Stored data
────────────────────────────────────────

//! Lambda control plane client (REST API version 2015-03-31).

use async_trait::async_trait;
use base64::engine::general_purpose::STANDARD as BASE64;
use base64::Engine;
use reqwest::{Client, Method, Response, StatusCode, Url};
use serde::{Deserialize, Serialize};

use super::{endpoint, error_message, Credentials, SignedClient};
use crate::error::{DeployError, Result};
use crate::remote::{CodeRef, FunctionControlPlane, FunctionDescriptor, FunctionSpec};

pub const API_VERSION: &str = "2015-03-31";
const SERVICE: &str = "lambda";

#[derive(Debug, Serialize)]
#[serde(rename_all = "PascalCase")]
struct FunctionCode {
    #[serde(skip_serializing_if = "Option::is_none")]
    zip_file: Option<String>,
    #[serde(skip_serializing_if = "Option::is_none")]
    s3_bucket: Option<String>,
    #[serde(skip_serializing_if = "Option::is_none")]
    s3_key: Option<String>,
}

impl From<&CodeRef> for FunctionCode {
    fn from(code: &CodeRef) -> Self {
        match code {
            CodeRef::ZipFile(bytes) => Self {
                zip_file: Some(BASE64.encode(bytes)),
                s3_bucket: None,
                s3_key: None,
            },
            CodeRef::S3 { bucket, key } => Self {
                zip_file: None,
                s3_bucket: Some(bucket.clone()),
                s3_key: Some(key.clone()),
            },
        }
    }
}

#[derive(Debug, Serialize)]
#[serde(rename_all = "PascalCase")]
struct CreateFunctionRequest<'a> {
    function_name: &'a str,
    handler: &'a str,
    role: &'a str,
    runtime: &'a str,
    code: FunctionCode,
}

#[derive(Debug, Deserialize)]
struct ListFunctionsResponse {
    #[serde(rename = "Functions", default)]
    functions: Vec<FunctionDescriptor>,
}

/// Lambda REST client.
pub struct LambdaClient {
    client: SignedClient,
    endpoint: Url,
}

impl LambdaClient {
    /// Create a client for `region`, optionally against a custom endpoint.
    pub fn new(
        http: Client,
        credentials: Credentials,
        region: &str,
        endpoint_override: Option<&str>,
    ) -> Result<Self> {
        let endpoint = endpoint(
            endpoint_override,
            format!("https://lambda.{}.amazonaws.com", region),
        )?;
        Ok(Self {
            client: SignedClient::new(http, credentials, region, SERVICE),
            endpoint,
        })
    }

    pub fn endpoint(&self) -> &Url {
        &self.endpoint
    }

    /// URL for `/2015-03-31/functions/<segments...>`.
    fn functions_url(&self, segments: &[&str]) -> Result<Url> {
        let mut url = self.endpoint.clone();
        url.path_segments_mut()
            .map_err(|_| DeployError::Config(format!("invalid Lambda endpoint: {}", self.endpoint)))?
            .clear()
            .extend([API_VERSION, "functions"])
            .extend(segments);
        Ok(url)
    }

    async fn call(
        &self,
        method: Method,
        url: Url,
        headers: &[(&str, &str)],
        body: Vec<u8>,
    ) -> Result<Response> {
        let response = self
            .client
            .send(method, url, headers, body, DeployError::RemoteService)
            .await?;
        check_status(response).await
    }
}

async fn check_status(response: Response) -> Result<Response> {
    let status = response.status();
    if status.is_success() {
        return Ok(response);
    }
    let body = response.text().await.unwrap_or_default();
    let message = error_message(&body);
    if status == StatusCode::NOT_FOUND {
        Err(DeployError::NotFound(message))
    } else {
        Err(DeployError::RemoteService(format!(
            "Lambda request failed ({}): {}",
            status.as_u16(),
            message
        )))
    }
}

async fn parse_json<T: serde::de::DeserializeOwned>(response: Response) -> Result<T> {
    response
        .json()
        .await
        .map_err(|e| DeployError::RemoteService(format!("unexpected Lambda response: {}", e)))
}

fn encode<T: Serialize>(value: &T) -> Result<Vec<u8>> {
    serde_json::to_vec(value)
        .map_err(|e| DeployError::RemoteService(format!("failed to encode request: {}", e)))
}

pub(crate) fn create_request_body(spec: &FunctionSpec) -> Result<Vec<u8>> {
    encode(&CreateFunctionRequest {
        function_name: &spec.name,
        handler: &spec.handler,
        role: &spec.role,
        runtime: &spec.runtime,
        code: FunctionCode::from(&spec.code),
    })
}

pub(crate) fn update_code_body(code: &CodeRef) -> Result<Vec<u8>> {
    encode(&FunctionCode::from(code))
}

const JSON: (&str, &str) = ("content-type", "application/json");

#[async_trait]
impl FunctionControlPlane for LambdaClient {
    async fn create_function(&self, spec: &FunctionSpec) -> Result<FunctionDescriptor> {
        let url = self.functions_url(&[])?;
        let response = self
            .call(Method::POST, url, &[JSON], create_request_body(spec)?)
            .await?;
        parse_json(response).await
    }

    async fn update_function_code(
        &self,
        name: &str,
        code: &CodeRef,
    ) -> Result<FunctionDescriptor> {
        let url = self.functions_url(&[name, "code"])?;
        let response = self
            .call(Method::PUT, url, &[JSON], update_code_body(code)?)
            .await?;
        parse_json(response).await
    }

    async fn list_functions(&self, limit: usize) -> Result<Vec<FunctionDescriptor>> {
        let mut url = self.functions_url(&[""])?;
        url.query_pairs_mut()
            .append_pair("MaxItems", &limit.to_string());
        let response = self.call(Method::GET, url, &[], Vec::new()).await?;
        let list: ListFunctionsResponse = parse_json(response).await?;
        Ok(list.functions)
    }

    async fn invoke(&self, name: &str) -> Result<Vec<u8>> {
        let url = self.functions_url(&[name, "invocations"])?;
        let response = self
            .call(
                Method::POST,
                url,
                &[("x-amz-invocation-type", "RequestResponse")],
                Vec::new(),
            )
            .await?;

        let function_error = response
            .headers()
            .get("x-amz-function-error")
            .and_then(|v| v.to_str().ok())
            .map(str::to_string);
        let payload = response
            .bytes()
            .await
            .map_err(|e| DeployError::RemoteService(format!("failed to read payload: {}", e)))?;

        if let Some(kind) = function_error {
            return Err(DeployError::RemoteService(format!(
                "function {} failed ({}): {}",
                name,
                kind,
                String::from_utf8_lossy(&payload)
            )));
        }
        Ok(payload.to_vec())
    }
}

────────────────────────────────────────

◆ WHAT IS NEEDED:
Report all lines in the records that include the string "value".

◆ SOLUTION FOR THIS PROBLEM:
fn encode<T: Serialize>(value: &T) -> Result<Vec<u8>> {
    serde_json::to_vec(value)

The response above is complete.